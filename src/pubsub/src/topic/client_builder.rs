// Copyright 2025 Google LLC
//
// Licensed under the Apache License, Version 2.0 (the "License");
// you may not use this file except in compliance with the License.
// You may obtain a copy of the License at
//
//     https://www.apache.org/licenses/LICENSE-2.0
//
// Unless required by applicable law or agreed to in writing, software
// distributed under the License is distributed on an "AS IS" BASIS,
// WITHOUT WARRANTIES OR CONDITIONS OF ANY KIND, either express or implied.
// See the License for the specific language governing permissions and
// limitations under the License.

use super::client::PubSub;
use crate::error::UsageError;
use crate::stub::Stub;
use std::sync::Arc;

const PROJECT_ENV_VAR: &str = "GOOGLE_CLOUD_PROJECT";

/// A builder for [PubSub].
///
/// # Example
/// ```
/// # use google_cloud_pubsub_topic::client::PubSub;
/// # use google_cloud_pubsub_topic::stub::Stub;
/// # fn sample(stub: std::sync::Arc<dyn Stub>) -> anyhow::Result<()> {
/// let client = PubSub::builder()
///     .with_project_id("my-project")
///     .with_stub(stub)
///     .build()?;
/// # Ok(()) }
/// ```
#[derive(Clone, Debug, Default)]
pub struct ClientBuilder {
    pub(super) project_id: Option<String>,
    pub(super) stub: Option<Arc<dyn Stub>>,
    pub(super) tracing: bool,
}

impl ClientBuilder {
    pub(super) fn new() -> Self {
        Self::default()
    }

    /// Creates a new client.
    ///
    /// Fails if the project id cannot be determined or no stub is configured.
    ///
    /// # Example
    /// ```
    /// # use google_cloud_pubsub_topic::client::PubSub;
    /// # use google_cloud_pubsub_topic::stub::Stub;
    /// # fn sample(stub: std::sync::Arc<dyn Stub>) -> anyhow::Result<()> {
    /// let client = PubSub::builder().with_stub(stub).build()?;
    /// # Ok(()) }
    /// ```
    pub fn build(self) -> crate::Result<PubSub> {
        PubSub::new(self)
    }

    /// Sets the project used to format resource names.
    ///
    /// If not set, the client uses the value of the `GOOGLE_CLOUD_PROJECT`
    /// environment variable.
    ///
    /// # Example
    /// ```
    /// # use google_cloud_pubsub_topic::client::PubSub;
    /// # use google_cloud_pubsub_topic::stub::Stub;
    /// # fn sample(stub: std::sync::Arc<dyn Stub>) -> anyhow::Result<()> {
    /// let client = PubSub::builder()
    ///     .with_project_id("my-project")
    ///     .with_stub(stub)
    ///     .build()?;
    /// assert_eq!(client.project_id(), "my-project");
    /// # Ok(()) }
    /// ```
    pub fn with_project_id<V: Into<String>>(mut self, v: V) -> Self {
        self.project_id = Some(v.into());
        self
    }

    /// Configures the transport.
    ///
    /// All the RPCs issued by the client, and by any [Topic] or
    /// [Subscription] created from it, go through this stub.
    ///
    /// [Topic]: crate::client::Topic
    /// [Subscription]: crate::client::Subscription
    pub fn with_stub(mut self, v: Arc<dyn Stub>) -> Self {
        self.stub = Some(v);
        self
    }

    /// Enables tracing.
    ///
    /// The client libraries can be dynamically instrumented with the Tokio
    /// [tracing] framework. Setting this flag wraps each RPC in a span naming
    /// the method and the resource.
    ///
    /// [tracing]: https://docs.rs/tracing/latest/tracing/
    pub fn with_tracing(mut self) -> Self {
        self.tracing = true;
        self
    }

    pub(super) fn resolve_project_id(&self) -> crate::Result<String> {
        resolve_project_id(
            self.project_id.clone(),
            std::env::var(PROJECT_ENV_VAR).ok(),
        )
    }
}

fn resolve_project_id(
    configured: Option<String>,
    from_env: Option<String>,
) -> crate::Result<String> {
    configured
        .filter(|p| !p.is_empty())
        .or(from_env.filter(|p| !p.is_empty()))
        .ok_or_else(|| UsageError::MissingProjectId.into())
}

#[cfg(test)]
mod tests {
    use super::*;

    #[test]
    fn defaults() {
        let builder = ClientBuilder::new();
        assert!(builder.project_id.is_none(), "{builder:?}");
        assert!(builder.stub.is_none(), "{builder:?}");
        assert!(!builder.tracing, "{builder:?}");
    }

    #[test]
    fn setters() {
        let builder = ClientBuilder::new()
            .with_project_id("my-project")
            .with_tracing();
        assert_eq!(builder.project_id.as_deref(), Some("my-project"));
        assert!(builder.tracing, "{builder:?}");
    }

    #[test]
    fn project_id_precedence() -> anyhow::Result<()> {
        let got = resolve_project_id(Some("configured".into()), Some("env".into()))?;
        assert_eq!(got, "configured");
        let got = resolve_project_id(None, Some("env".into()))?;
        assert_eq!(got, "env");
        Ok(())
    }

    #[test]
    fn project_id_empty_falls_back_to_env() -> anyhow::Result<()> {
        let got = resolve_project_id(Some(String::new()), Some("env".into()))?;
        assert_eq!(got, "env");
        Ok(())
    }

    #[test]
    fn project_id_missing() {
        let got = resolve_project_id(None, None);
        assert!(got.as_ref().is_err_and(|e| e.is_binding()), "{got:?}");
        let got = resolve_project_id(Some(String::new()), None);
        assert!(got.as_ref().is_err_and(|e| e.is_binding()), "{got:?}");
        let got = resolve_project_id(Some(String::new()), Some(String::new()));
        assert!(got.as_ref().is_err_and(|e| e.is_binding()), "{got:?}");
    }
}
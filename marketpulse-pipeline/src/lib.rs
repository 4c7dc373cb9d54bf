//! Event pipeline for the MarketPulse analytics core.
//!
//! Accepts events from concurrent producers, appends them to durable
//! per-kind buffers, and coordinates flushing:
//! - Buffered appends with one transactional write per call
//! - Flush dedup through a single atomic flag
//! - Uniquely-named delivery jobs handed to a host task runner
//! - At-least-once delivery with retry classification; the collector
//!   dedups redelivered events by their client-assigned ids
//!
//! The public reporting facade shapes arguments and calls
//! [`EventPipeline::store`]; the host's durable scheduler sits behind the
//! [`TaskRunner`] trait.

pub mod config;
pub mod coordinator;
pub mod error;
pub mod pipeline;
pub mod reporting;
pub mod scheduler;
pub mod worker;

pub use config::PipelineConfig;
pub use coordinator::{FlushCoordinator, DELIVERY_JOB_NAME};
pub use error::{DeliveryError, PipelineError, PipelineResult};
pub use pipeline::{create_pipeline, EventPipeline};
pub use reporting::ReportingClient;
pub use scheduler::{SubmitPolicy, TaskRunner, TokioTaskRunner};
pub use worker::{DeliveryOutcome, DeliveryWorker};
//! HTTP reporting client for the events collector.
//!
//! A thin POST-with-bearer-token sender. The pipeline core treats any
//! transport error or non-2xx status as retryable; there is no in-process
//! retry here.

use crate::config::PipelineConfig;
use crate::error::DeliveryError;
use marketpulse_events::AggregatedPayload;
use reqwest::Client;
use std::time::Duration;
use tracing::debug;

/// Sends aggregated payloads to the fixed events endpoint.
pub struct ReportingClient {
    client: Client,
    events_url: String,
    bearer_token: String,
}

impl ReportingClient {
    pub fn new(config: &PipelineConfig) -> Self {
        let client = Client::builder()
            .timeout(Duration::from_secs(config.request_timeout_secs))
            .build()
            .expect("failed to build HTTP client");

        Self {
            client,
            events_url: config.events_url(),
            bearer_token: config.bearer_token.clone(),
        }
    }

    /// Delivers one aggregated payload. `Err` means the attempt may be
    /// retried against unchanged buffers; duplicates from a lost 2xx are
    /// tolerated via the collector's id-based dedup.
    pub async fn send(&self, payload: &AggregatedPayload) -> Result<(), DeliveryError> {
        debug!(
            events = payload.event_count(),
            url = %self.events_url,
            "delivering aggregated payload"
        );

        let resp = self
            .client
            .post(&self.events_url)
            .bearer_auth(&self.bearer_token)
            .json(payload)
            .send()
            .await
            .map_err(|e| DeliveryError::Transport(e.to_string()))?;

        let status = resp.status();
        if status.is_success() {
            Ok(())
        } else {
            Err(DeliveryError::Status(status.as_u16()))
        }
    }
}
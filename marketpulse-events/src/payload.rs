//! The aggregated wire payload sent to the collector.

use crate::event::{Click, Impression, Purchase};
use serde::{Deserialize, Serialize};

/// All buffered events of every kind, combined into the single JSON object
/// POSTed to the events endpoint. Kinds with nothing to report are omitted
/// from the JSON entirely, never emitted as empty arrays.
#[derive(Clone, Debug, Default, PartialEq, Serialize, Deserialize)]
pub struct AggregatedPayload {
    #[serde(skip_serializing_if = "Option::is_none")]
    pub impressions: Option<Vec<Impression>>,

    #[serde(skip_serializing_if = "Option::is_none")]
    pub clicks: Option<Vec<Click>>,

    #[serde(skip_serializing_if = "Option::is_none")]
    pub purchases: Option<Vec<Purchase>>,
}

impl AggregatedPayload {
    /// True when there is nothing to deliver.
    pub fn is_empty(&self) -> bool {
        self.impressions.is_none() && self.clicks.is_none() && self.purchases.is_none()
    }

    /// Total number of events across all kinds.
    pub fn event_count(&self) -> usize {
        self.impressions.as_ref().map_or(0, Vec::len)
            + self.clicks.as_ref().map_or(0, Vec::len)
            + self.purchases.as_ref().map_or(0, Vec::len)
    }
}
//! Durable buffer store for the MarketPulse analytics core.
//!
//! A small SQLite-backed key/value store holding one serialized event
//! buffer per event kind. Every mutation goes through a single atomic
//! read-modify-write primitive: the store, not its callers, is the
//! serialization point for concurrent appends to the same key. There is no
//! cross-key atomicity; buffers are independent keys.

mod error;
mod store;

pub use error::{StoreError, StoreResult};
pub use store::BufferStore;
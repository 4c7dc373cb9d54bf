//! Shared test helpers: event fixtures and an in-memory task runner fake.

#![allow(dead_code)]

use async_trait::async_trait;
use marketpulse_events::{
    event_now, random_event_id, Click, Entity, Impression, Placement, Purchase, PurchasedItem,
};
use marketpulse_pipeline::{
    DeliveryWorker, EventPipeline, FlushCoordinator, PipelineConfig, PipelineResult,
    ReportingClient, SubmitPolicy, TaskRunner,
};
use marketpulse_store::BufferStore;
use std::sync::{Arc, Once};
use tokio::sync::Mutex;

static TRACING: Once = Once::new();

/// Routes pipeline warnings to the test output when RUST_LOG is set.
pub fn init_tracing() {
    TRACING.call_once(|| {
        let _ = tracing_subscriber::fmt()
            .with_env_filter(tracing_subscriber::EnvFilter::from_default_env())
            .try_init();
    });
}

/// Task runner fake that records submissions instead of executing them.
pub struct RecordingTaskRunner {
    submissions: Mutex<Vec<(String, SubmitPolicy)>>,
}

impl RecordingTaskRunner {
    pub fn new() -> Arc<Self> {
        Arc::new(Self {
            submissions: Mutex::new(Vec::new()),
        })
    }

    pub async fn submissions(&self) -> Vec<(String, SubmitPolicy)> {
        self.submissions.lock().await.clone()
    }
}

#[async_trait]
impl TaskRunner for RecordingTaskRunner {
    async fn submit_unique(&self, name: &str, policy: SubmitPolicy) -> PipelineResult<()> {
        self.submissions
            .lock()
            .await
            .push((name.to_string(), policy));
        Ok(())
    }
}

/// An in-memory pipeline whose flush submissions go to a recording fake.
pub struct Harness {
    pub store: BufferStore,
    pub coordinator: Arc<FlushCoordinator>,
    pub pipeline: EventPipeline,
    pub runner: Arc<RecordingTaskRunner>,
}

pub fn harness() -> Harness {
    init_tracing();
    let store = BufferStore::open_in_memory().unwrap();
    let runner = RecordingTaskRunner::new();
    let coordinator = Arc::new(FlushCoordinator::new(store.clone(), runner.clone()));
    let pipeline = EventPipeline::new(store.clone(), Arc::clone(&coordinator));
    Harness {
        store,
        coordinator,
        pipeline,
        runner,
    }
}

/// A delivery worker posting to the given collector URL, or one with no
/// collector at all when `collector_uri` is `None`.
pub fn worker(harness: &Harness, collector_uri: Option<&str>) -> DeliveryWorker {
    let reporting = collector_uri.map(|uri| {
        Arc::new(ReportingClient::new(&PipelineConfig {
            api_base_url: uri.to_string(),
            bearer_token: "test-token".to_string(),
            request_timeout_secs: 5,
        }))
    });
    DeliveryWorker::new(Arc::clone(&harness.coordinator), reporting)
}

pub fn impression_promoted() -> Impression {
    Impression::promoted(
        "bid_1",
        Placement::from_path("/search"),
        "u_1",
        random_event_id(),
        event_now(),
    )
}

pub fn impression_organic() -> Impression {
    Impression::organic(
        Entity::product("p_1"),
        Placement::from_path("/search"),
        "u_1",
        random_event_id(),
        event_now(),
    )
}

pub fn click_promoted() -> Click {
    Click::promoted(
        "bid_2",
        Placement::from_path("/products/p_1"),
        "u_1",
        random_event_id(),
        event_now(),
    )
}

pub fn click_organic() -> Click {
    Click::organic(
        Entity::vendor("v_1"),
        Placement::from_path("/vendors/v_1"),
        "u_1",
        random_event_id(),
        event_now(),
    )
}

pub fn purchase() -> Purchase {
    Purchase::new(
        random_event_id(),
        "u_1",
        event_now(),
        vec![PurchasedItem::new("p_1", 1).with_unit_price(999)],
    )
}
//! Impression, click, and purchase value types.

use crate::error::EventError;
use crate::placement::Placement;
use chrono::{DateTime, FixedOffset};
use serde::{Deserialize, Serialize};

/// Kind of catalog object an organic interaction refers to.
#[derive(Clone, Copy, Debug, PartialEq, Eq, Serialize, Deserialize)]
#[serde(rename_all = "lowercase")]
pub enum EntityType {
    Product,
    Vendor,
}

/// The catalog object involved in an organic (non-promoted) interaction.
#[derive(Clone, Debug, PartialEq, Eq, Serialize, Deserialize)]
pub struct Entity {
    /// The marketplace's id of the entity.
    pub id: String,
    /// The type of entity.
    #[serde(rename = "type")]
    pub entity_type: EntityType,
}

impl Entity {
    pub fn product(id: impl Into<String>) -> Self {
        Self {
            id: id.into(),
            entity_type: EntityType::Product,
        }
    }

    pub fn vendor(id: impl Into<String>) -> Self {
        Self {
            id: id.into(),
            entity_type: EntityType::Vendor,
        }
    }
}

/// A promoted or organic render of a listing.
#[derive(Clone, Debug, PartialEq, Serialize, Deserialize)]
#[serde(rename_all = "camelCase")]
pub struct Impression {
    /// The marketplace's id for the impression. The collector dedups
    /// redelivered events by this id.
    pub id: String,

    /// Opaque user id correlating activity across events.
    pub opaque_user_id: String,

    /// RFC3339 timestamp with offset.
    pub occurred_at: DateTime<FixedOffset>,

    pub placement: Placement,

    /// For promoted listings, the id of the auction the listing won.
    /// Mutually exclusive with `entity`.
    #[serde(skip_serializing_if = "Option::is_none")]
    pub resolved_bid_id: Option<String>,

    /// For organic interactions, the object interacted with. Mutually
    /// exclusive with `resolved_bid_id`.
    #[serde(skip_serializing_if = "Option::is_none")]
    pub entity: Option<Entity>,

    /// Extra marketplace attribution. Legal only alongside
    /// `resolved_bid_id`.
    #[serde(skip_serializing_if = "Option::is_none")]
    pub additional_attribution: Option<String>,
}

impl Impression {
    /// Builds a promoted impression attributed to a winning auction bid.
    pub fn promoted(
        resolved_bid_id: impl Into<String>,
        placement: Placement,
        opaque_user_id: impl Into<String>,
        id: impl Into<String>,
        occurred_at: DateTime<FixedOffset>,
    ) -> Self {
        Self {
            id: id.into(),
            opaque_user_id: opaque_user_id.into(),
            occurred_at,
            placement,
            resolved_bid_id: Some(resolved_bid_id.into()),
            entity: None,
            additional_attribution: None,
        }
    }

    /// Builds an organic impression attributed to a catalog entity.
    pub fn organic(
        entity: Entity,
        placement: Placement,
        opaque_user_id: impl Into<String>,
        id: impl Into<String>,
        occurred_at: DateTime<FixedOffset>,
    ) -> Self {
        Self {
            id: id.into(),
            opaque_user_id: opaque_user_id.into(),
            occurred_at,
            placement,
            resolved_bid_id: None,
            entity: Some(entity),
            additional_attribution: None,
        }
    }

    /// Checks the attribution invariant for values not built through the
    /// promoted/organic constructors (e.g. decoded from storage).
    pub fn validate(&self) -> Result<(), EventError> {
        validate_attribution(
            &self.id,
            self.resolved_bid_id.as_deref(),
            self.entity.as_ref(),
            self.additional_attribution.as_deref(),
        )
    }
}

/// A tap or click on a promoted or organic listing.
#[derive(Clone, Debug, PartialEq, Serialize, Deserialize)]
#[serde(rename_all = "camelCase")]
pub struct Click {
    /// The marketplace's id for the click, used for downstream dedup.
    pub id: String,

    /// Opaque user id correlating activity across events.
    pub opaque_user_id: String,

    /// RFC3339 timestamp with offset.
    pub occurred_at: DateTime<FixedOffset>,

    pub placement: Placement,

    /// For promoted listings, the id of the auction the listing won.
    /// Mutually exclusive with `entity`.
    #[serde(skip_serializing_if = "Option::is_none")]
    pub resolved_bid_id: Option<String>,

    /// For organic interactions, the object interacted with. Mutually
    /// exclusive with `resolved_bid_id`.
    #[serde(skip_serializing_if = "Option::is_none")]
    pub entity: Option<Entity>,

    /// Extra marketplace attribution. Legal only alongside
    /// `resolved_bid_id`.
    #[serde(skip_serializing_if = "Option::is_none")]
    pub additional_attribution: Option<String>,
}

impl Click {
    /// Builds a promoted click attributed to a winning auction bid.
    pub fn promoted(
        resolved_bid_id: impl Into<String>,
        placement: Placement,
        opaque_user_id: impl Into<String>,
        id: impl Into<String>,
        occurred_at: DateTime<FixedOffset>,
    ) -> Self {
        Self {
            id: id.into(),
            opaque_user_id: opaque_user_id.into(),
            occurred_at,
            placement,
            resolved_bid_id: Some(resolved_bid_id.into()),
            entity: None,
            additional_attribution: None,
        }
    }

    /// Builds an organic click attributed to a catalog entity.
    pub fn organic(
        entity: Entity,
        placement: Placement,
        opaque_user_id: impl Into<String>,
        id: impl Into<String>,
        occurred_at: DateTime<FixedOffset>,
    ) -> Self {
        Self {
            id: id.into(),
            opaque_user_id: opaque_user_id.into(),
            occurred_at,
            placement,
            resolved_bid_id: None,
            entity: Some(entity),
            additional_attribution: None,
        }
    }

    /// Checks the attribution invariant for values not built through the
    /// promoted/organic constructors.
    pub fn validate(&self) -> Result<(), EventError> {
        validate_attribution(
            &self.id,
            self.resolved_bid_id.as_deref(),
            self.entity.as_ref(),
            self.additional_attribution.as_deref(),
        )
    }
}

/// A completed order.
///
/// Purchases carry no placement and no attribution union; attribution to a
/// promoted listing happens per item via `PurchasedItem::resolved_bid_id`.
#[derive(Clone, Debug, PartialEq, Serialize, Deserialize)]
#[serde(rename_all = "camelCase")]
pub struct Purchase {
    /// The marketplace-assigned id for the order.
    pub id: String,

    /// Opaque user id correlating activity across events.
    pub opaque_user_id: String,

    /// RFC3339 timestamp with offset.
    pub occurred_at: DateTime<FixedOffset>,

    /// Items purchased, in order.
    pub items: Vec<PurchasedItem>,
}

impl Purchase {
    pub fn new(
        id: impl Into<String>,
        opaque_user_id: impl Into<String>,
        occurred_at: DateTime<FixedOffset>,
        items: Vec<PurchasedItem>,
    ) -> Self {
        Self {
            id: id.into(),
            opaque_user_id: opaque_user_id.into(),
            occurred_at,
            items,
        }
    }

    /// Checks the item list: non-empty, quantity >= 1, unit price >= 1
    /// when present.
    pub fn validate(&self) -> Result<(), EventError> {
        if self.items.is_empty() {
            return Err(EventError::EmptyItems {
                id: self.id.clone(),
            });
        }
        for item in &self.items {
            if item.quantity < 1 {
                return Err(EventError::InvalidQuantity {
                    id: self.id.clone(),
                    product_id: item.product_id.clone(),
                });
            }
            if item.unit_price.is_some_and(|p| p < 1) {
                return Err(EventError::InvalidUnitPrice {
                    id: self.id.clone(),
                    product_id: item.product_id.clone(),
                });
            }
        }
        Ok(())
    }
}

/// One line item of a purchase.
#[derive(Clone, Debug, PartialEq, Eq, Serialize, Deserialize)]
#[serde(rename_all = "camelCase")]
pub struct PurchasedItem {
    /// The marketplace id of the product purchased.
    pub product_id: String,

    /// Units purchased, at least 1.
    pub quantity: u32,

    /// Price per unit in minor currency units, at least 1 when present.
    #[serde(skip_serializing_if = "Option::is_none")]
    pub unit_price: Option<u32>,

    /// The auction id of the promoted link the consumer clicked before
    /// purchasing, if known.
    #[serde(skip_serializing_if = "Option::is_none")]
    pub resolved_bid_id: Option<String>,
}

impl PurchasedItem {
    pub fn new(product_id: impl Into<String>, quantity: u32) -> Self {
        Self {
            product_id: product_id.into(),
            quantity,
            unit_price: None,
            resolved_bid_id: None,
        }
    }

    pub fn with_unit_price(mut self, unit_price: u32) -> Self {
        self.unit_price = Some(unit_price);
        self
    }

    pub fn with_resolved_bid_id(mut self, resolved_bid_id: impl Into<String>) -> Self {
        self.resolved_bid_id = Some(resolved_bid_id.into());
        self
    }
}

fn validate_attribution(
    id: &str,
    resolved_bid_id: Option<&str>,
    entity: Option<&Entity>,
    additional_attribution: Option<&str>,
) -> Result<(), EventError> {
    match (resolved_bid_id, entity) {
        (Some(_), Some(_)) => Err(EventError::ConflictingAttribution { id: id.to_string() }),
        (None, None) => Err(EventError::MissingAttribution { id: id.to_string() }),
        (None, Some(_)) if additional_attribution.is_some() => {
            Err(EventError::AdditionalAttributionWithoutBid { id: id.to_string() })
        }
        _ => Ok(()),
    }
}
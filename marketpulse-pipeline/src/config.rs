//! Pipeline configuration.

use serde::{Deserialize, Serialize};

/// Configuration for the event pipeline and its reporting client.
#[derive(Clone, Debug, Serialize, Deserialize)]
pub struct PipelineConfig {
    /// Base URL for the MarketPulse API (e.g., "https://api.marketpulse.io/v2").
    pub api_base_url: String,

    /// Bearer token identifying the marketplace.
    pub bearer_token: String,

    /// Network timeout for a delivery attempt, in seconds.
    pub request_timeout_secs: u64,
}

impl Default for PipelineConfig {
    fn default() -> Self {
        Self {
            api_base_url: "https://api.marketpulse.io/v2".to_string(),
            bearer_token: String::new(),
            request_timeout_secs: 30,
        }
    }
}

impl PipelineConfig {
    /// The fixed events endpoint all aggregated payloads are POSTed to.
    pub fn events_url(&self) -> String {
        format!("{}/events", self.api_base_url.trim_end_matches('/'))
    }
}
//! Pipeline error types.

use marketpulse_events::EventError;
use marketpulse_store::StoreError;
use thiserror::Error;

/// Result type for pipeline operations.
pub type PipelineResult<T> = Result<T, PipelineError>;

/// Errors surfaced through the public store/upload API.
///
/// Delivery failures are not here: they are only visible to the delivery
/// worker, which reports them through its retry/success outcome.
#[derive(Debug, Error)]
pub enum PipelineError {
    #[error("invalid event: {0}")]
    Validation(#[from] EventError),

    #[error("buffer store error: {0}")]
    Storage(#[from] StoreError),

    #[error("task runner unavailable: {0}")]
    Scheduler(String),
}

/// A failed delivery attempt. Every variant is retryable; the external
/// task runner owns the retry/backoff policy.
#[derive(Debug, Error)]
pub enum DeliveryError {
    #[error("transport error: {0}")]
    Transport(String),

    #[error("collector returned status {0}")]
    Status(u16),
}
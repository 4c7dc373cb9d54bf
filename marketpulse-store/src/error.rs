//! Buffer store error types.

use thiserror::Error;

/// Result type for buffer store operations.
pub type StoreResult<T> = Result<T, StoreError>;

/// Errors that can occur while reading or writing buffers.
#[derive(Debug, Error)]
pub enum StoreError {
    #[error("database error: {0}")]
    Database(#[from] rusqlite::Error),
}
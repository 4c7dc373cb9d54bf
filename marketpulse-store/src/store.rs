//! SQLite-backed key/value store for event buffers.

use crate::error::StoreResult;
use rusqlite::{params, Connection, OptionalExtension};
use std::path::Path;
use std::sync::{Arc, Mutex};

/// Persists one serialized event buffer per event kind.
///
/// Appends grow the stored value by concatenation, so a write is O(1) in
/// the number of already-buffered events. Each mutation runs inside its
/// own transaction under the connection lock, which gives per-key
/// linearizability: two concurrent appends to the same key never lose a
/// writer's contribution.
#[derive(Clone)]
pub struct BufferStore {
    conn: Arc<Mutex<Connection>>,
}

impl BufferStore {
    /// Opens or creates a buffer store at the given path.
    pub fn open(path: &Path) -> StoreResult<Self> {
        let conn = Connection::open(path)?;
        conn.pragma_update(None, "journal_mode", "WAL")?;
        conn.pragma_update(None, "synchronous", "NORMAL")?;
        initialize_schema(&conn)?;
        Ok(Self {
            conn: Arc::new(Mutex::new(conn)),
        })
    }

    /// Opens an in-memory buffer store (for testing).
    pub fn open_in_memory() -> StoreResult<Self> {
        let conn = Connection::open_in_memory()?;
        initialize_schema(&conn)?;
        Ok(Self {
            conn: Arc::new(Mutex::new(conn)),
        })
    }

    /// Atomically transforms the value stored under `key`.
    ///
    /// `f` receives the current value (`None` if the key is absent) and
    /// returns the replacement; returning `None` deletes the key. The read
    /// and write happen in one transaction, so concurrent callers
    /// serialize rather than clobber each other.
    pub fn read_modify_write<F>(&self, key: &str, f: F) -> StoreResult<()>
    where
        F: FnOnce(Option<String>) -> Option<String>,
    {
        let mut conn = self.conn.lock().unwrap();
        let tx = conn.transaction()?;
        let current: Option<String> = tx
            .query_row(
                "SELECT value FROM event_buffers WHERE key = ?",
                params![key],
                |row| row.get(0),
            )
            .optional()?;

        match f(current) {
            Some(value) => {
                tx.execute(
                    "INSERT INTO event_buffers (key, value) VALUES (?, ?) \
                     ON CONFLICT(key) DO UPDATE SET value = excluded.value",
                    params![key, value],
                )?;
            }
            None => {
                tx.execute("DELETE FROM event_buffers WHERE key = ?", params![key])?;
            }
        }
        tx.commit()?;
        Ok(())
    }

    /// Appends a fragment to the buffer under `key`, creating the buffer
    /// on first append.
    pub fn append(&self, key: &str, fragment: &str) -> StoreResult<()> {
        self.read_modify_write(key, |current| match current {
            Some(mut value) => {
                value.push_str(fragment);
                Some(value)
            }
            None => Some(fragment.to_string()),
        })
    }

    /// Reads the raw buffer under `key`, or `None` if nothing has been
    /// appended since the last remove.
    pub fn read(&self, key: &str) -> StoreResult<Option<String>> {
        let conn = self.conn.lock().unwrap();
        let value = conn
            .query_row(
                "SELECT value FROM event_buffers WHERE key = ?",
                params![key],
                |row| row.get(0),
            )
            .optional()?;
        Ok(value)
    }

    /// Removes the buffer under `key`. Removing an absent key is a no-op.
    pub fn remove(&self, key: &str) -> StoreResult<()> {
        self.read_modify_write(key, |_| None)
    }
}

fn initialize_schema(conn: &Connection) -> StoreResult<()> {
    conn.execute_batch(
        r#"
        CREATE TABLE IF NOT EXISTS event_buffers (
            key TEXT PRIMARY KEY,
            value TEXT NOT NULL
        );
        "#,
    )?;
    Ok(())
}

*WHAT THE TASK REQUIRES:* Show every line from the entries above in which "payloads" appears.

*YOUR SOLUTION:*
/// Sends aggregated payloads to the fixed events endpoint.
    /// The fixed events endpoint all aggregated payloads are POSTed to.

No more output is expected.